Então, pegou as caixas. Dentro delas havia tubos de insulina e o seu glicosímetro. Ela os deixou cair na cama ao perceber a pilha de roupas em cima de uma cadeira. Marcus deve ter a deixado sozinha em algum momento da noite – ou do dia, ela não tinha como saber – para buscá-las. Ela não sabia o que sentir sobre isso. Ela mal podia imaginá-lo sozinho no seu quarto, mexendo nas suas coisas. Será que ele notou a caixa de sapatos que ela mantinha na parte mais escura do seu guarda-roupa? Ou o álbum de fotos que não tinha um retrato dos seus pais?

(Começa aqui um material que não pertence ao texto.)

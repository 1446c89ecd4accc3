//! Control-plane errors.

use thiserror::Error;

#[derive(Debug, Clone, Copy, PartialEq, Eq, Error)]
pub enum FlashError {
    #[error("flash is already open")]
    Busy,
    #[error("flash I/O failed on page {page}")]
    Io { page: usize },
    #[error("read-back of page {page} does not match what was written")]
    Verify { page: usize },
    #[error("preset slot {0} does not exist")]
    InvalidSlot(u8),
}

Selena até duvidava que ele soubesse o que era um glicosímetro! Mas ali estava... Com todas as pequenas coisas que ela possuía.

Ela pegou uma das caixas, abriu-a e tirou uma fina agulha.

Quantos dias já haviam passado?

Ela se lembrava do quão doente podia ficar caso esquecesse de tomar seus remédios por tempo o suficiente. E no entanto, ela não se importava.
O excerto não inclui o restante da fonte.